Collected data entries:
BEGIN

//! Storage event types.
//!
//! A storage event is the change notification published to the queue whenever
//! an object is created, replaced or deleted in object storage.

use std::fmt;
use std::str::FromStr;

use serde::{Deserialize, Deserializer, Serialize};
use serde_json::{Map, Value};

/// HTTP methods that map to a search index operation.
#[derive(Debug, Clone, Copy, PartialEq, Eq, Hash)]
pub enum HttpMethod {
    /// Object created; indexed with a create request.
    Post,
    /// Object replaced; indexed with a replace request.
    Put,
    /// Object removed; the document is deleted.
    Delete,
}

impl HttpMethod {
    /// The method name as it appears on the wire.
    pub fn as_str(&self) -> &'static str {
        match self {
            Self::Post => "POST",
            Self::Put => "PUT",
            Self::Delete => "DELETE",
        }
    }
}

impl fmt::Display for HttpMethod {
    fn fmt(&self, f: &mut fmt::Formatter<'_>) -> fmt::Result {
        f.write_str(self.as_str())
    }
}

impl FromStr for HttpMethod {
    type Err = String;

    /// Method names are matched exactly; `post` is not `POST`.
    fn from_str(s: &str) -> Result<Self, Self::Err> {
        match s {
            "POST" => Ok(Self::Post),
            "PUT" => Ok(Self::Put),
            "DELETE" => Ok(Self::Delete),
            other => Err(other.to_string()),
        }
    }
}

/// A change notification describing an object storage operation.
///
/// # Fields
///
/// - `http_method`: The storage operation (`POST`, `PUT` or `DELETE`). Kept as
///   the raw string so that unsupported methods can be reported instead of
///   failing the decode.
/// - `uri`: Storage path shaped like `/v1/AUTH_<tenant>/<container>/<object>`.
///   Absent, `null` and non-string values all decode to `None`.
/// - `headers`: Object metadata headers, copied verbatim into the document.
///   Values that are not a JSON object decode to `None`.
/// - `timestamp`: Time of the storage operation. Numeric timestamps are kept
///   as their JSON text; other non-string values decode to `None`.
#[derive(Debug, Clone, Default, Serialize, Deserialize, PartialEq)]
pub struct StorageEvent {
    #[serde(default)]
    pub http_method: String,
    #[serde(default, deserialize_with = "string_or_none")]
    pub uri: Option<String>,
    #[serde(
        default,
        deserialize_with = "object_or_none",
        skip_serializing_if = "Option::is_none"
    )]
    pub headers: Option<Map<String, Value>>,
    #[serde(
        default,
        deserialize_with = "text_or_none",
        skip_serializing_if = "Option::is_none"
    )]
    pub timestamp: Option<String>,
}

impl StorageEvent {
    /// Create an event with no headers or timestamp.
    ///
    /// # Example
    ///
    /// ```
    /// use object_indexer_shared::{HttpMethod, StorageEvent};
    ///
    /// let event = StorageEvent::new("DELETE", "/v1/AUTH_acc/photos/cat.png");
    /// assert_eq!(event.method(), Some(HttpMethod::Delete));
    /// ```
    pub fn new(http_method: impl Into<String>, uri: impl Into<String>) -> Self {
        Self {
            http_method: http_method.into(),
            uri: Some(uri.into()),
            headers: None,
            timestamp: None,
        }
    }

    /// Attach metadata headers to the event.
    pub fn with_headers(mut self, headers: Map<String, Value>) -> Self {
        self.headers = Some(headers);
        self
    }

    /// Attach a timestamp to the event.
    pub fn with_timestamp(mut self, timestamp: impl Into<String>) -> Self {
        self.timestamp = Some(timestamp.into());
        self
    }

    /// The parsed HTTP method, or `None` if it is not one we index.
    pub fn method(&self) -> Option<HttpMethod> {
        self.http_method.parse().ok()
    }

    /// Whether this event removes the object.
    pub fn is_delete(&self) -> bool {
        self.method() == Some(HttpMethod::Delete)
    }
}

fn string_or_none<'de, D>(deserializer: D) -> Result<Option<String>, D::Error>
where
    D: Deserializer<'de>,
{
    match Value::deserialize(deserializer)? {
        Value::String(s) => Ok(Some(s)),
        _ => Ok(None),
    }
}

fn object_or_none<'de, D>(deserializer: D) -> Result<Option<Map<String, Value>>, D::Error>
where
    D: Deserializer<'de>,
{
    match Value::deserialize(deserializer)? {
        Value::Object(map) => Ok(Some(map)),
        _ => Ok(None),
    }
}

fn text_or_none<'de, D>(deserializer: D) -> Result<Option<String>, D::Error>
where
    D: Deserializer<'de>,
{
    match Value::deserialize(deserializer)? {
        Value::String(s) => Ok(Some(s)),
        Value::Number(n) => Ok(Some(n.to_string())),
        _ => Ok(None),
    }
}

END
BEGIN

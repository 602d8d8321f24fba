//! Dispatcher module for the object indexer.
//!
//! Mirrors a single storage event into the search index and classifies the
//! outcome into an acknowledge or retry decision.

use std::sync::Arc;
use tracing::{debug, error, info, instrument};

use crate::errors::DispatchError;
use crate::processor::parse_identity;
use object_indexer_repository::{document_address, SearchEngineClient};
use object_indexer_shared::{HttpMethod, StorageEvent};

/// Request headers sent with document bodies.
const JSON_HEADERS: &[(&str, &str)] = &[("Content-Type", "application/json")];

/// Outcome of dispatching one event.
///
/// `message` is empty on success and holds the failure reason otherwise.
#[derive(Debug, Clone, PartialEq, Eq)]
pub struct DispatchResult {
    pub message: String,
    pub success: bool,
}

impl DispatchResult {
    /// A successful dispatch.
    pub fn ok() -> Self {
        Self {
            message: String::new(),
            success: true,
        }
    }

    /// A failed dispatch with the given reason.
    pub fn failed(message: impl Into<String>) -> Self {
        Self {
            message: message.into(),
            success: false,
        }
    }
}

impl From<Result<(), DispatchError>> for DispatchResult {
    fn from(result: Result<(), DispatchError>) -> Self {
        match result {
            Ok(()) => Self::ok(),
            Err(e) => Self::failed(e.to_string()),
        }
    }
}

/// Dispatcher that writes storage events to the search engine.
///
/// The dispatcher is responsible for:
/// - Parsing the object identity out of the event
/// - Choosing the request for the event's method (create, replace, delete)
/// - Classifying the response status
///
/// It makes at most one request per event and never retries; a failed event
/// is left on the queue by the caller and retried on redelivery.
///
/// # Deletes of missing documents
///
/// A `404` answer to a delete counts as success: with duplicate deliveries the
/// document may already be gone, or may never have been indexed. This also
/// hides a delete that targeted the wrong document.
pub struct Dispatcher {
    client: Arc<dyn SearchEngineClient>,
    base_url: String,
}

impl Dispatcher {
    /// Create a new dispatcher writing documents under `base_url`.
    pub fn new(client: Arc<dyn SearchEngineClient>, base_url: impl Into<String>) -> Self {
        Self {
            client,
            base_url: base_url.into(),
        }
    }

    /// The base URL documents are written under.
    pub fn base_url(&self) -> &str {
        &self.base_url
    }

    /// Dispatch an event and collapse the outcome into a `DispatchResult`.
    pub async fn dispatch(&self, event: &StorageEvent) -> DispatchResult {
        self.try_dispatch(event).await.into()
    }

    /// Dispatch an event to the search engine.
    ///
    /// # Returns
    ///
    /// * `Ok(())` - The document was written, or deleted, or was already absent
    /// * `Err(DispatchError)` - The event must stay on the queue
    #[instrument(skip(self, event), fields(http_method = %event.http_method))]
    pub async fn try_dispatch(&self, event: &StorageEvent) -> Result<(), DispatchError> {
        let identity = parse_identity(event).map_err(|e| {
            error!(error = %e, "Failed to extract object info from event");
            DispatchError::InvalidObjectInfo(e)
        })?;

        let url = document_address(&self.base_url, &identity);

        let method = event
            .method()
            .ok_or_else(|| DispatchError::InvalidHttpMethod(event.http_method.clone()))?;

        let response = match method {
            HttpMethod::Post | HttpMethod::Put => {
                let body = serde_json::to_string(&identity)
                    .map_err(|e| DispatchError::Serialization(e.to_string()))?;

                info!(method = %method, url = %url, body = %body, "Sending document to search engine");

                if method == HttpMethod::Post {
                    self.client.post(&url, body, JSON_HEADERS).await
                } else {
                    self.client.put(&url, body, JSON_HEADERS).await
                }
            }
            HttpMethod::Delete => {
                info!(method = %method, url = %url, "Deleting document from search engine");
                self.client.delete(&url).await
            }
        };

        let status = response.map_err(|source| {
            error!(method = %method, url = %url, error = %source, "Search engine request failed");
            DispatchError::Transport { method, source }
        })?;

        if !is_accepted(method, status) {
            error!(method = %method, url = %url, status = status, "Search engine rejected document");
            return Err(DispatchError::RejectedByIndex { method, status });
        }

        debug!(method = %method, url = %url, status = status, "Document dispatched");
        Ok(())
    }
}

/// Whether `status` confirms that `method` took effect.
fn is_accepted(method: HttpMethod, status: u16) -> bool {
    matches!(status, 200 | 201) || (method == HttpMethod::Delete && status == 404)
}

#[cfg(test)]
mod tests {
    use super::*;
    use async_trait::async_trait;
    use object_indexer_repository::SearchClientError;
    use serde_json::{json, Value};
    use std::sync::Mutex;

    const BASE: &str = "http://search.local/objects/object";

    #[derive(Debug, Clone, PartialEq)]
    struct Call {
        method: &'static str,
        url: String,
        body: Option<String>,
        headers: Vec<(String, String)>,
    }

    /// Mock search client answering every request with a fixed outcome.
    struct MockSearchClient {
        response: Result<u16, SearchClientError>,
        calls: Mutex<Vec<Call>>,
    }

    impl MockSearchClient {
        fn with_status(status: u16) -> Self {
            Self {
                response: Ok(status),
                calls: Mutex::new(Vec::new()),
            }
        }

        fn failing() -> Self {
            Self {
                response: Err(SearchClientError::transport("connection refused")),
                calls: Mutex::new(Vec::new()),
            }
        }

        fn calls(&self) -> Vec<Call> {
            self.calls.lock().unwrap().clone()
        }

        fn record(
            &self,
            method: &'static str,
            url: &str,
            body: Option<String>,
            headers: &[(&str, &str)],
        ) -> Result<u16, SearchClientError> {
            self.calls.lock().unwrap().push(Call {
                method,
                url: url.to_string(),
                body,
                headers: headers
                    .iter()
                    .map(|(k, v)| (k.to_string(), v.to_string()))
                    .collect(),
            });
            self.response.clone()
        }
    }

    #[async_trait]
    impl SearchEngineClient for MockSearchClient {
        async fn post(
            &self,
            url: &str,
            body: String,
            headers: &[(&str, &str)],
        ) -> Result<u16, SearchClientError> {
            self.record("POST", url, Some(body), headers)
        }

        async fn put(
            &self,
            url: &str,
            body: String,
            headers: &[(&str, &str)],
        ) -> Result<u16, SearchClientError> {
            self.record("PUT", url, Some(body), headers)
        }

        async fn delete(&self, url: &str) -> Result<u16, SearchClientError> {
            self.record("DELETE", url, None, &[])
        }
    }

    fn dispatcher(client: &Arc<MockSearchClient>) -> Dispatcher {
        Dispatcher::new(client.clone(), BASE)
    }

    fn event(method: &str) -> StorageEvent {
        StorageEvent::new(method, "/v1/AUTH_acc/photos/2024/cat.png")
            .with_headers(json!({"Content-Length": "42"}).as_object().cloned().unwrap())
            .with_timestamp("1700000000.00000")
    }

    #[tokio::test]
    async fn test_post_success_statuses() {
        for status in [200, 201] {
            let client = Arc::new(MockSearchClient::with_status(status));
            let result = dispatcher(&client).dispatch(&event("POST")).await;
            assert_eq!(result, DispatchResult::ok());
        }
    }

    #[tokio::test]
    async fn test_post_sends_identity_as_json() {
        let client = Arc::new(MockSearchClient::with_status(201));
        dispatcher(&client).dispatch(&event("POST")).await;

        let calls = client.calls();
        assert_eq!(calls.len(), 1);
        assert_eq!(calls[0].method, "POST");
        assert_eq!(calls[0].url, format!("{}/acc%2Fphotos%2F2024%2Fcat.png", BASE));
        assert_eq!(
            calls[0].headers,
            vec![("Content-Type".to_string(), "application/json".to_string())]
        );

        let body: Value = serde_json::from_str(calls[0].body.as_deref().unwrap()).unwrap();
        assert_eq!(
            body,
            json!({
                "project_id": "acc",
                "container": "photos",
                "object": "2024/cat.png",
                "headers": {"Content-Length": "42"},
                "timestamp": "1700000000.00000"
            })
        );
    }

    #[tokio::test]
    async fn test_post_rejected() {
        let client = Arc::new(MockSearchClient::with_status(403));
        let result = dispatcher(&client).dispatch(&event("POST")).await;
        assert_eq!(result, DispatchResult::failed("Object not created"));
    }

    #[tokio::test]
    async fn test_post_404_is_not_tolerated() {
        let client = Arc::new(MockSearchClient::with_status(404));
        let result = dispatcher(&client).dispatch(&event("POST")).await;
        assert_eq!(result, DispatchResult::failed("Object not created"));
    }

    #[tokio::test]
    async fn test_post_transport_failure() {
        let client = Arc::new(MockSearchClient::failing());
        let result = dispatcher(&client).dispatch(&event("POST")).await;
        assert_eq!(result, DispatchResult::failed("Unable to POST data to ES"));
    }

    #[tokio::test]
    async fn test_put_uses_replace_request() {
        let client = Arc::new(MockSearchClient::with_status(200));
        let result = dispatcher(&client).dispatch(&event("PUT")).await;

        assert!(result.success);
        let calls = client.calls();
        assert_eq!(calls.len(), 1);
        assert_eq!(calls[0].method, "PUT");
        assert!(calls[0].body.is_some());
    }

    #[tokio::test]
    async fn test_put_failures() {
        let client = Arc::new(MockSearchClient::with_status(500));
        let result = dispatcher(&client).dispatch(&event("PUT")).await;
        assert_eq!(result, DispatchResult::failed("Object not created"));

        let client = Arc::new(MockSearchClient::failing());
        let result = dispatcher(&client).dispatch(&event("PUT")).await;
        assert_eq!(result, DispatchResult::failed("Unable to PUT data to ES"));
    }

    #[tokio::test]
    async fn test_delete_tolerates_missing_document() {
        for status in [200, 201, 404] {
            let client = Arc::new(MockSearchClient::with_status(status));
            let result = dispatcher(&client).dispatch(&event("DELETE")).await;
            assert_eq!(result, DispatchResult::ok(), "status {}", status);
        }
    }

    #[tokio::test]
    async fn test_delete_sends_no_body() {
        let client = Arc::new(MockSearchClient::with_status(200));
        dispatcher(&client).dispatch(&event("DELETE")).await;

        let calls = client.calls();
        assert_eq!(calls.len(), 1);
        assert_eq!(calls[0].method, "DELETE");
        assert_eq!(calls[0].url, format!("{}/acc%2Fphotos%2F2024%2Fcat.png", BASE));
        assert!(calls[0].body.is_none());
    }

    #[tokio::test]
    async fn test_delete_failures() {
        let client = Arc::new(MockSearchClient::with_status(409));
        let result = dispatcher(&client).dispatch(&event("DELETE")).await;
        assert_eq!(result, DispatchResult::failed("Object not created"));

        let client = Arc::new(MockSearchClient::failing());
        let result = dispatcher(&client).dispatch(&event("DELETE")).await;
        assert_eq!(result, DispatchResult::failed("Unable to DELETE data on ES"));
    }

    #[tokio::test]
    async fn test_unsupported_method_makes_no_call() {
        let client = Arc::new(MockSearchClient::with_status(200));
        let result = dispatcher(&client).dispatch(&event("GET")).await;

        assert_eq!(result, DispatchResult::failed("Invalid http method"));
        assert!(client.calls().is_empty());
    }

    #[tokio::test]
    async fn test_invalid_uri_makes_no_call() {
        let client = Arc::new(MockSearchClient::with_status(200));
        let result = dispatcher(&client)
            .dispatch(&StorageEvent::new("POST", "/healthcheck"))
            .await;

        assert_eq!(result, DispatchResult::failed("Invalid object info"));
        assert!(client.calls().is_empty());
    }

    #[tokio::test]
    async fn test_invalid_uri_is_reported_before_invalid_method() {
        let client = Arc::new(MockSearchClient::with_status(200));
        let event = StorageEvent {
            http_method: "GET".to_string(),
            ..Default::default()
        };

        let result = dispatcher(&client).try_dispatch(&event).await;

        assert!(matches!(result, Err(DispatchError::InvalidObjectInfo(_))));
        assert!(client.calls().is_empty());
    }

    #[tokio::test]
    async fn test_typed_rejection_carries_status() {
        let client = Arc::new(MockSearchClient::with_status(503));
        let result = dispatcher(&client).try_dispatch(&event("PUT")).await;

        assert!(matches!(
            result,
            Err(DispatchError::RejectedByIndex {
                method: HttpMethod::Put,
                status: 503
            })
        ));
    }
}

END

From the records above, count how many lines hold the string "replaced", then give only that number.

2